The decision of the ICJ, despite the fact that it didn’t order a ceasefire, is welcome. Those who, even now, ignore the death of  Palestinians and instead can only remember October 7 should be treated as the racists and genociders that they are.

On a personal note, I have myself put an end to a 40 year friendship with someone who wrote in a local right-wing rag that ‘nothing the Israeli state has done provides justification for the atrocities of that day.’ The whole article concentrated on attacking Hamas comparing it to ISIS as Netanyahu did.

As the video below from two Israeli hostages show, Hamas’s treatment of its captives is incomparably better than Israel’s treatment of Palestinian prisoners, especially given Israel’s carpet bombing of Gaza.

Hin & Ajam Were 2 Prisoners of Hamas

The article railed against an anti-Semitic doctor in Durban without mentioning that the South Africa Jewish community wholeheartedly supported Apartheid. South Africa and Israel became close military partners. Those Jews, like Ronnie Kasrils and Joe Slovo, who joined the ANC and opposed Apartheid were ostracized by this right-wing Zionist Jewish community.

Tonight the Socialist Labour Network and Jewish Network for Palestine are holding a meeting on Holocaust Memorial Day. Our message is that Never Again applies to everyone, including the Palestinians currently fighting to live in Gaza.

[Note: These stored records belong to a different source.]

//! Closed HTML node model.
//!
//! Nodes keep the raw source text of tags they were parsed from, so an
//! unmodified element serializes back to exactly the bytes it came from.
//! Traversals use an explicit stack; nothing here recurses on document depth.

use std::ops::ControlFlow;

/// A path from the document root to a node: child indices at each level.
pub type NodePath = Vec<usize>;

#[derive(Debug, Clone, PartialEq, Eq)]
pub enum Node {
    Element(Element),
    /// Raw text, entities left undecoded.
    Text(String),
    /// Comment body between `<!--` and `-->`.
    Comment(String),
    /// A declaration such as `<!DOCTYPE html>`, stored verbatim.
    Doctype(String),
}

impl Node {
    pub fn as_element(&self) -> Option<&Element> {
        match self {
            Node::Element(el) => Some(el),
            _ => None,
        }
    }

    pub fn as_element_mut(&mut self) -> Option<&mut Element> {
        match self {
            Node::Element(el) => Some(el),
            _ => None,
        }
    }

    pub fn is_whitespace_text(&self) -> bool {
        matches!(self, Node::Text(t) if t.chars().all(char::is_whitespace))
    }
}

#[derive(Debug, Clone, PartialEq, Eq)]
pub struct Attribute {
    /// Name as written; lookups ignore case.
    pub name: String,
    /// Raw value without surrounding quotes; `None` for bare attributes.
    pub value: Option<String>,
}

/// How an element's end is written.
#[derive(Debug, Clone, PartialEq, Eq)]
pub enum EndTag {
    /// Void element (`<meta>`), or `<x/>`; no end tag.
    None,
    /// End tag present in the source, kept verbatim.
    Explicit(String),
    /// Closed implicitly (end of input or parent closed); nothing is written.
    Implied,
    /// Newly created element; serializer writes `</name>`.
    Generated,
}

#[derive(Debug, Clone, PartialEq, Eq)]
pub struct Element {
    name: String,
    attrs: Vec<Attribute>,
    pub children: Vec<Node>,
    /// Source text of the start tag; cleared once attributes change.
    raw_start: Option<String>,
    pub(crate) end: EndTag,
}

pub const VOID_ELEMENTS: &[&str] = &[
    "area", "base", "br", "col", "embed", "hr", "img", "input", "link", "meta", "param", "source",
    "track", "wbr",
];

pub const RAW_TEXT_ELEMENTS: &[&str] = &["script", "style", "textarea", "title"];

pub fn is_void(name: &str) -> bool {
    VOID_ELEMENTS.contains(&name)
}

impl Element {
    /// Create an element that did not come from source text.
    pub fn new(name: &str) -> Self {
        let name = name.to_ascii_lowercase();
        let end = if is_void(&name) {
            EndTag::None
        } else {
            EndTag::Generated
        };
        Self {
            name,
            attrs: Vec::new(),
            children: Vec::new(),
            raw_start: None,
            end,
        }
    }

    pub(crate) fn parsed(name: String, attrs: Vec<Attribute>, raw_start: String, end: EndTag) -> Self {
        Self {
            name,
            attrs,
            children: Vec::new(),
            raw_start: Some(raw_start),
            end,
        }
    }

    pub fn with_attr(mut self, name: &str, value: &str) -> Self {
        self.set_attr(name, value);
        self
    }

    pub fn with_text(mut self, text: &str) -> Self {
        self.children.push(Node::Text(text.to_string()));
        self
    }

    /// Lowercased tag name.
    pub fn name(&self) -> &str {
        &self.name
    }

    pub fn attrs(&self) -> &[Attribute] {
        &self.attrs
    }

    pub(crate) fn raw_start(&self) -> Option<&str> {
        self.raw_start.as_deref()
    }

    pub fn end(&self) -> &EndTag {
        &self.end
    }

    /// Attribute value by case-insensitive name. Bare attributes yield `""`.
    pub fn attr(&self, name: &str) -> Option<&str> {
        self.attrs
            .iter()
            .find(|a| a.name.eq_ignore_ascii_case(name))
            .map(|a| a.value.as_deref().unwrap_or(""))
    }

    pub fn has_attr(&self, name: &str) -> bool {
        self.attrs.iter().any(|a| a.name.eq_ignore_ascii_case(name))
    }

    /// Case-insensitive attribute comparison, surrounding whitespace ignored.
    pub fn attr_eq(&self, name: &str, expected: &str) -> bool {
        self.attr(name)
            .map(|v| v.trim().eq_ignore_ascii_case(expected))
            .unwrap_or(false)
    }

    /// Set an attribute; returns `true` if the element changed.
    ///
    /// `value` is escaped for a double-quoted attribute.
    pub fn set_attr(&mut self, name: &str, value: &str) -> bool {
        let escaped = escape_attr(value);
        if let Some(existing) = self
            .attrs
            .iter_mut()
            .find(|a| a.name.eq_ignore_ascii_case(name))
        {
            if existing.value.as_deref() == Some(escaped.as_str()) {
                return false;
            }
            existing.value = Some(escaped);
        } else {
            self.attrs.push(Attribute {
                name: name.to_string(),
                value: Some(escaped),
            });
        }
        self.raw_start = None;
        true
    }

    /// Concatenated direct text children.
    pub fn text(&self) -> String {
        self.children
            .iter()
            .filter_map(|c| match c {
                Node::Text(t) => Some(t.as_str()),
                _ => None,
            })
            .collect()
    }

    /// Replace all children with a single text node; returns `true` on change.
    pub fn set_text(&mut self, text: &str) -> bool {
        if self.children.len() == 1 && self.text() == text {
            return false;
        }
        self.children.clear();
        self.children.push(Node::Text(text.to_string()));
        if self.end == EndTag::Implied {
            self.end = EndTag::Generated;
        }
        true
    }
}

// Dropping a deeply nested tree must not recurse once per level.
impl Drop for Element {
    fn drop(&mut self) {
        let mut pending = std::mem::take(&mut self.children);
        while let Some(node) = pending.pop() {
            if let Node::Element(mut el) = node {
                pending.append(&mut el.children);
            }
        }
    }
}

pub(crate) fn escape_attr(value: &str) -> String {
    value
        .replace('&', "&amp;")
        .replace('"', "&quot;")
        .replace('<', "&lt;")
        .replace('>', "&gt;")
}

/// A parsed HTML document: a forest of top-level nodes.
#[derive(Debug, Clone, Default, PartialEq, Eq)]
pub struct Document {
    pub children: Vec<Node>,
}

impl Document {
    /// Visit every element in document (pre-)order until `visit` breaks.
    ///
    /// The path handed to `visit` is only valid for that call; one shared
    /// buffer is pushed and popped as the walk descends.
    pub fn walk(&self, mut visit: impl FnMut(&[usize], &Element) -> ControlFlow<()>) {
        let mut path: Vec<usize> = Vec::new();
        let mut stack = vec![self.children.iter().enumerate()];
        while let Some(siblings) = stack.last_mut() {
            let Some((index, node)) = siblings.next() else {
                stack.pop();
                path.pop();
                continue;
            };
            let Node::Element(el) = node else {
                continue;
            };
            path.push(index);
            if visit(&path, el).is_break() {
                return;
            }
            stack.push(el.children.iter().enumerate());
        }
    }

    /// Paths of elements matching `pred`, in document order.
    pub fn find_all(&self, pred: impl Fn(&Element) -> bool) -> Vec<NodePath> {
        let mut out = Vec::new();
        self.walk(|path, el| {
            if pred(el) {
                out.push(path.to_vec());
            }
            ControlFlow::Continue(())
        });
        out
    }

    pub fn find_first(&self, pred: impl Fn(&Element) -> bool) -> Option<NodePath> {
        let mut found = None;
        self.walk(|path, el| {
            if pred(el) {
                found = Some(path.to_vec());
                return ControlFlow::Break(());
            }
            ControlFlow::Continue(())
        });
        found
    }

    /// Number of elements matching `pred`.
    pub fn count(&self, pred: impl Fn(&Element) -> bool) -> usize {
        let mut n = 0;
        self.walk(|_, el| {
            n += usize::from(pred(el));
            ControlFlow::Continue(())
        });
        n
    }

    pub fn node(&self, path: &[usize]) -> Option<&Node> {
        let (first, rest) = path.split_first()?;
        let mut node = self.children.get(*first)?;
        for &i in rest {
            node = node.as_element()?.children.get(i)?;
        }
        Some(node)
    }

    pub fn node_mut(&mut self, path: &[usize]) -> Option<&mut Node> {
        let (first, rest) = path.split_first()?;
        let mut node = self.children.get_mut(*first)?;
        for &i in rest {
            node = node.as_element_mut()?.children.get_mut(i)?;
        }
        Some(node)
    }

    pub fn element(&self, path: &[usize]) -> Option<&Element> {
        self.node(path).and_then(Node::as_element)
    }

    pub fn element_mut(&mut self, path: &[usize]) -> Option<&mut Element> {
        self.node_mut(path).and_then(Node::as_element_mut)
    }

    /// Children list that contains the node at `path`.
    fn siblings_mut(&mut self, path: &[usize]) -> Option<&mut Vec<Node>> {
        match path.split_last() {
            Some((_, [])) => Some(&mut self.children),
            Some((_, parent)) => self.element_mut(parent).map(|el| &mut el.children),
            None => None,
        }
    }

    /// Detach the node at `path`. Paths after it in document order shift.
    pub fn remove(&mut self, path: &[usize]) -> Option<Node> {
        let index = *path.last()?;
        let siblings = self.siblings_mut(path)?;
        (index < siblings.len()).then(|| siblings.remove(index))
    }

    /// Insert `node` so that it ends up at `path`.
    pub fn insert(&mut self, path: &[usize], node: Node) -> bool {
        let Some(&index) = path.last() else {
            return false;
        };
        match self.siblings_mut(path) {
            Some(siblings) if index <= siblings.len() => {
                siblings.insert(index, node);
                true
            }
            _ => false,
        }
    }
}

impl Drop for Document {
    fn drop(&mut self) {
        let mut pending = std::mem::take(&mut self.children);
        while let Some(node) = pending.pop() {
            if let Node::Element(mut el) = node {
                pending.append(&mut el.children);
            }
        }
    }
}

#[cfg(test)]
mod tests {
    use super::*;

    fn sample() -> Document {
        let head = Element::new("head").with_text("\n");
        let mut html = Element::new("html");
        html.children.push(Node::Element(head));
        html.children.push(Node::Element(Element::new("body")));
        Document {
            children: vec![
                Node::Doctype("<!DOCTYPE html>".to_string()),
                Node::Element(html),
            ],
        }
    }

    #[test]
    fn walk_visits_elements_in_document_order() {
        let doc = sample();
        let mut seen = Vec::new();
        doc.walk(|path, el| {
            seen.push((path.to_vec(), el.name().to_string()));
            ControlFlow::Continue(())
        });
        assert_eq!(
            seen,
            vec![
                (vec![1], "html".to_string()),
                (vec![1, 0], "head".to_string()),
                (vec![1, 1], "body".to_string()),
            ]
        );
    }

    #[test]
    fn walk_stops_at_break() {
        let doc = sample();
        let mut visited = 0;
        doc.walk(|_, el| {
            visited += 1;
            if el.name() == "head" {
                ControlFlow::Break(())
            } else {
                ControlFlow::Continue(())
            }
        });
        assert_eq!(visited, 2);
        assert_eq!(doc.count(|e| e.name() != "head"), 2);
    }

    #[test]
    fn paths_address_nodes() {
        let doc = sample();
        let head = doc.find_first(|e| e.name() == "head").unwrap();
        assert_eq!(head, vec![1, 0]);
        assert_eq!(doc.element(&head).unwrap().name(), "head");
    }

    #[test]
    fn set_attr_reports_change_and_escapes() {
        let mut el = Element::new("meta");
        assert!(el.set_attr("content", "a\"b"));
        assert_eq!(el.attr("content"), Some("a&quot;b"));
        assert!(!el.set_attr("CONTENT", "a\"b"));
    }

    #[test]
    fn remove_and_insert_roundtrip() {
        let mut doc = sample();
        let body = doc.find_first(|e| e.name() == "body").unwrap();
        let node = doc.remove(&body).unwrap();
        assert!(doc.find_first(|e| e.name() == "body").is_none());
        assert!(doc.insert(&body, node));
        assert_eq!(doc.find_first(|e| e.name() == "body"), Some(body));
    }

    #[test]
    fn void_elements_have_no_end_tag() {
        assert_eq!(Element::new("LINK").end(), &EndTag::None);
        assert_eq!(Element::new("script").end(), &EndTag::Generated);
    }

    #[test]
    fn deep_trees_are_searched_in_linear_time() {
        let depth = 100_000;
        let mut root = Element::new("div").with_attr("id", "leaf");
        for _ in 0..depth {
            let mut parent = Element::new("div");
            parent.children.push(Node::Element(root));
            root = parent;
        }
        let mut html = Element::new("html");
        html.children.push(Node::Element(Element::new("head")));
        html.children.push(Node::Element(root));
        let doc = Document {
            children: vec![Node::Element(html)],
        };

        assert_eq!(doc.find_first(|e| e.name() == "head"), Some(vec![0, 0]));
        assert_eq!(doc.count(|e| e.name() == "div"), depth + 1);
        let leaf = doc.find_all(|e| e.attr_eq("id", "leaf"));
        assert_eq!(leaf.len(), 1);
        assert_eq!(leaf[0].len(), depth + 2);
    }

    #[test]
    fn deep_trees_drop_without_overflow() {
        let mut root = Element::new("div");
        for _ in 0..200_000 {
            let mut parent = Element::new("div");
            parent.children.push(Node::Element(root));
            root = parent;
        }
        drop(Document {
            children: vec![Node::Element(root)],
        });
    }
}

We should also remember the record of the Zionist movement during the Holocaust when they not merely prioritized the building of a ‘Jewish’ State over the rescue of Jews from the Holocaust but they actively opposed all rescue attempts where the destination wasn’t Palestine.

Historian Christopher Sykes wrote of the 1938 Evian Conference that Roosevelt called to find a solution to the Jewish refugee problem and the Zionist attitude to it, that:

From the start they regarded the whole enterprise with hostile indifference... If the 31 nations had done their duty and shown hospitality to those in dire need then the pressure on the National Home and the heightened enthusiasm of Jews with Palestine would both have been relaxed. This was the last thing that the Zionist leaders wished for…. Even in the more terrible days ahead they made no secret of the fact, even when talking to Gentiles, that they did not want Jewish settlements outside Palestine to be successful... The Zionists wanted to do something more for Jews than merely help them to escape danger…. that such was the basic Zionist idea is not a matter of opinion but a fact abundantly provable by evidence... [my emphasis - Crossroads to Israel]

Nor should we forget the response of David Ben-Gurion to the Kindertransport, a scheme whereby the British agreed, after Kristallnacht in November 1938, to admit 10,000 unaccompanied Jewish children to England. He was furious that they weren’t going to Palestine and in a speech to the Israeli Labor Party’s [Mapai] Central Committee on 9 December 1938, he explained his reasoning:

If I knew that it would be possible to save all the children in Germany by bringing them over to England, and only half of them by transporting them to Eretz Yisrael, then I would opt for the second alternative. For we must weigh not only the life of these children, but also the history of the People of Israel.

Likewise Chaim Weizmann, the first President of Israel and then President of the Zionist Organisation told Malcolm MacDonald, the Colonial Secretary that ‘‘We shall fight you - and when I say fight I mean fight.’

We have to reclaim the Nazi Holocaust for everyone, not just for Jews people or the Israeli state.